[Opening Information supplied section]
use serde::{Serialize, Deserialize};
use chrono::{DateTime, Utc};
use uuid::Uuid;

use crate::prompt::{EditType, GenerationMode, GenerationSettings};

// --- Records ---

/// Never serialized; clients see [`UserProfile`].
#[derive(Debug, Clone)]
pub struct User {
    pub id: Uuid,
    pub email: String,
    pub password_hash: String,
    pub name: String,
    pub profile_image: Option<String>,
    pub created_at: DateTime<Utc>,
    pub updated_at: DateTime<Utc>,
}

#[derive(Debug, Serialize, Deserialize, Clone, PartialEq)]
#[serde(rename_all = "camelCase")]
pub struct UserProfile {
    pub id: Uuid,
    pub email: String,
    pub name: String,
    pub profile_image: Option<String>,
    pub created_at: DateTime<Utc>,
    pub updated_at: DateTime<Utc>,
}

impl From<&User> for UserProfile {
    fn from(user: &User) -> Self {
        Self {
            id: user.id,
            email: user.email.clone(),
            name: user.name.clone(),
            profile_image: user.profile_image.clone(),
            created_at: user.created_at,
            updated_at: user.updated_at,
        }
    }
}

#[derive(Debug, Clone)]
pub struct RefreshTokenRecord {
    pub token: String,
    pub user_id: Uuid,
    pub expires_at: DateTime<Utc>,
    pub created_at: DateTime<Utc>,
}

#[derive(Debug, Serialize, Deserialize, Clone, Copy, PartialEq, Eq, Default)]
#[serde(rename_all = "snake_case")]
pub enum Category {
    #[default]
    GeneralGoods,
    PlushTextiles,
    Figures,
}

#[derive(Debug, Serialize, Deserialize, Clone, PartialEq)]
#[serde(rename_all = "camelCase")]
pub struct Project {
    pub id: Uuid,
    pub user_id: Uuid,
    pub name: String,
    pub description: Option<String>,
    pub category: Category,
    pub ip_character: Option<String>,
    pub created_at: DateTime<Utc>,
    pub updated_at: DateTime<Utc>,
    #[serde(skip_serializing_if = "Option::is_none")]
    pub deleted_at: Option<DateTime<Utc>>,
}

#[derive(Debug, Serialize, Deserialize, Clone, PartialEq)]
#[serde(rename_all = "camelCase")]
pub struct GenerationHistory {
    pub id: Uuid,
    pub project_id: Uuid,
    pub mode: GenerationMode,
    pub input_images: Vec<String>,
    pub output_images: Vec<String>,
    pub settings: GenerationSettings,
    pub is_favorite: bool,
    pub created_at: DateTime<Utc>,
}

#[derive(Debug, Clone)]
pub struct NewHistory {
    pub project_id: Uuid,
    pub mode: GenerationMode,
    pub input_images: Vec<String>,
    pub output_images: Vec<String>,
    pub settings: GenerationSettings,
}

// --- Auth DTOs ---

#[derive(Debug, Deserialize, Clone)]
pub struct SignUpRequest {
    pub email: String,
    pub password: String,
    pub name: String,
}

#[derive(Debug, Deserialize, Clone)]
pub struct SignInRequest {
    pub email: String,
    pub password: String,
}

#[derive(Debug, Deserialize, Clone, Default)]
#[serde(rename_all = "camelCase")]
pub struct UpdateProfileRequest {
    #[serde(default)]
    pub name: Option<String>,
    #[serde(default)]
    pub profile_image: Option<String>,
}

#[derive(Debug, Deserialize, Clone)]
#[serde(rename_all = "camelCase")]
pub struct RefreshRequest {
    #[serde(default)]
    pub refresh_token: String,
}

#[derive(Debug, Serialize, Deserialize, Clone)]
#[serde(rename_all = "camelCase")]
pub struct AuthResponse {
    pub user: UserProfile,
    pub access_token: String,
    pub refresh_token: String,
}

// --- Project DTOs ---

#[derive(Debug, Deserialize, Clone)]
#[serde(rename_all = "camelCase")]
pub struct CreateProjectRequest {
    pub name: String,
    #[serde(default)]
    pub description: Option<String>,
    #[serde(default)]
    pub category: Category,
    #[serde(default)]
    pub ip_character: Option<String>,
}

#[derive(Debug, Deserialize, Clone, Default)]
#[serde(rename_all = "camelCase")]
pub struct UpdateProjectRequest {
    #[serde(default)]
    pub name: Option<String>,
    #[serde(default)]
    pub description: Option<String>,
    #[serde(default)]
    pub category: Option<Category>,
    #[serde(default)]
    pub ip_character: Option<String>,
}

#[derive(Debug, Deserialize, Default)]
pub struct HistoryQuery {
    #[serde(default)]
    pub favorites: bool,
}

// --- Generation DTOs ---

/// `mode` stays a raw tag so unknown values reach validation instead of
/// failing deserialization.
#[derive(Debug, Deserialize, Clone)]
#[serde(rename_all = "camelCase")]
pub struct GenerateRequest {
    pub project_id: Uuid,
    pub mode: String,
    #[serde(default)]
    pub input_images: Vec<String>,
    #[serde(default)]
    pub settings: GenerationSettings,
    #[serde(default)]
    pub count: Option<usize>,
    #[serde(default)]
    pub reference_history_id: Option<Uuid>,
}

#[derive(Debug, Serialize, Deserialize, Clone)]
#[serde(rename_all = "camelCase")]
pub struct GenerateResponse {
    pub images: Vec<String>,
    pub history_id: Uuid,
}

#[derive(Debug, Deserialize, Clone)]
#[serde(rename_all = "camelCase")]
pub struct InpaintRequest {
    pub image_url: String,
    pub mask_data: String,
    pub edit_type: EditType,
    pub instruction: String,
}

#[derive(Debug, Deserialize, Clone)]
#[serde(rename_all = "camelCase")]
pub struct UpscaleRequest {
    pub image_url: String,
    pub target_resolution: u32,
    #[serde(default)]
    pub transparent_background: bool,
}

#[derive(Debug, Serialize, Deserialize, Clone)]
#[serde(rename_all = "camelCase")]
pub struct ImageResponse {
    pub result_image: String,
}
[Closing Information supplied section]
## About this exercise
Could you output every entry above exactly as it stands?

## Exercise solution
use serde::{Serialize, Deserialize};
use chrono::{DateTime, Utc};
use uuid::Uuid;

use crate::prompt::{EditType, GenerationMode, GenerationSettings};

// --- Records ---

/// Never serialized; clients see [`UserProfile`].
#[derive(Debug, Clone)]
pub struct User {
    pub id: Uuid,
    pub email: String,
    pub password_hash: String,
    pub name: String,
    pub profile_image: Option<String>,
    pub created_at: DateTime<Utc>,
    pub updated_at: DateTime<Utc>,
}

#[derive(Debug, Serialize, Deserialize, Clone, PartialEq)]
#[serde(rename_all = "camelCase")]
pub struct UserProfile {
    pub id: Uuid,
    pub email: String,
    pub name: String,
    pub profile_image: Option<String>,
    pub created_at: DateTime<Utc>,
    pub updated_at: DateTime<Utc>,
}

impl From<&User> for UserProfile {
    fn from(user: &User) -> Self {
        Self {
            id: user.id,
            email: user.email.clone(),
            name: user.name.clone(),
            profile_image: user.profile_image.clone(),
            created_at: user.created_at,
            updated_at: user.updated_at,
        }
    }
}

#[derive(Debug, Clone)]
pub struct RefreshTokenRecord {
    pub token: String,
    pub user_id: Uuid,
    pub expires_at: DateTime<Utc>,
    pub created_at: DateTime<Utc>,
}

#[derive(Debug, Serialize, Deserialize, Clone, Copy, PartialEq, Eq, Default)]
#[serde(rename_all = "snake_case")]
pub enum Category {
    #[default]
    GeneralGoods,
    PlushTextiles,
    Figures,
}

#[derive(Debug, Serialize, Deserialize, Clone, PartialEq)]
#[serde(rename_all = "camelCase")]
pub struct Project {
    pub id: Uuid,
    pub user_id: Uuid,
    pub name: String,
    pub description: Option<String>,
    pub category: Category,
    pub ip_character: Option<String>,
    pub created_at: DateTime<Utc>,
    pub updated_at: DateTime<Utc>,
    #[serde(skip_serializing_if = "Option::is_none")]
    pub deleted_at: Option<DateTime<Utc>>,
}

#[derive(Debug, Serialize, Deserialize, Clone, PartialEq)]
#[serde(rename_all = "camelCase")]
pub struct GenerationHistory {
    pub id: Uuid,
    pub project_id: Uuid,
    pub mode: GenerationMode,
    pub input_images: Vec<String>,
    pub output_images: Vec<String>,
    pub settings: GenerationSettings,
    pub is_favorite: bool,
    pub created_at: DateTime<Utc>,
}

#[derive(Debug, Clone)]
pub struct NewHistory {
    pub project_id: Uuid,
    pub mode: GenerationMode,
    pub input_images: Vec<String>,
    pub output_images: Vec<String>,
    pub settings: GenerationSettings,
}

// --- Auth DTOs ---

#[derive(Debug, Deserialize, Clone)]
pub struct SignUpRequest {
    pub email: String,
    pub password: String,
    pub name: String,
}

#[derive(Debug, Deserialize, Clone)]
pub struct SignInRequest {
    pub email: String,
    pub password: String,
}

#[derive(Debug, Deserialize, Clone, Default)]
#[serde(rename_all = "camelCase")]
pub struct UpdateProfileRequest {
    #[serde(default)]
    pub name: Option<String>,
    #[serde(default)]
    pub profile_image: Option<String>,
}

#[derive(Debug, Deserialize, Clone)]
#[serde(rename_all = "camelCase")]
pub struct RefreshRequest {
    #[serde(default)]
    pub refresh_token: String,
}

#[derive(Debug, Serialize, Deserialize, Clone)]
#[serde(rename_all = "camelCase")]
pub struct AuthResponse {
    pub user: UserProfile,
    pub access_token: String,
    pub refresh_token: String,
}

// --- Project DTOs ---

#[derive(Debug, Deserialize, Clone)]
#[serde(rename_all = "camelCase")]
pub struct CreateProjectRequest {
    pub name: String,
    #[serde(default)]
    pub description: Option<String>,
    #[serde(default)]
    pub category: Category,
    #[serde(default)]
    pub ip_character: Option<String>,
}

#[derive(Debug, Deserialize, Clone, Default)]
#[serde(rename_all = "camelCase")]
pub struct UpdateProjectRequest {
    #[serde(default)]
    pub name: Option<String>,
    #[serde(default)]
    pub description: Option<String>,
    #[serde(default)]
    pub category: Option<Category>,
    #[serde(default)]
    pub ip_character: Option<String>,
}

#[derive(Debug, Deserialize, Default)]
pub struct HistoryQuery {
    #[serde(default)]
    pub favorites: bool,
}

// --- Generation DTOs ---

/// `mode` stays a raw tag so unknown values reach validation instead of
/// failing deserialization.
#[derive(Debug, Deserialize, Clone)]
#[serde(rename_all = "camelCase")]
pub struct GenerateRequest {
    pub project_id: Uuid,
    pub mode: String,
    #[serde(default)]
    pub input_images: Vec<String>,
    #[serde(default)]
    pub settings: GenerationSettings,
    #[serde(default)]
    pub count: Option<usize>,
    #[serde(default)]
    pub reference_history_id: Option<Uuid>,
}

#[derive(Debug, Serialize, Deserialize, Clone)]
#[serde(rename_all = "camelCase")]
pub struct GenerateResponse {
    pub images: Vec<String>,
    pub history_id: Uuid,
}

#[derive(Debug, Deserialize, Clone)]
#[serde(rename_all = "camelCase")]
pub struct InpaintRequest {
    pub image_url: String,
    pub mask_data: String,
    pub edit_type: EditType,
    pub instruction: String,
}

#[derive(Debug, Deserialize, Clone)]
#[serde(rename_all = "camelCase")]
pub struct UpscaleRequest {
    pub image_url: String,
    pub target_resolution: u32,
    #[serde(default)]
    pub transparent_background: bool,
}

#[derive(Debug, Serialize, Deserialize, Clone)]
#[serde(rename_all = "camelCase")]
pub struct ImageResponse {
    pub result_image: String,
}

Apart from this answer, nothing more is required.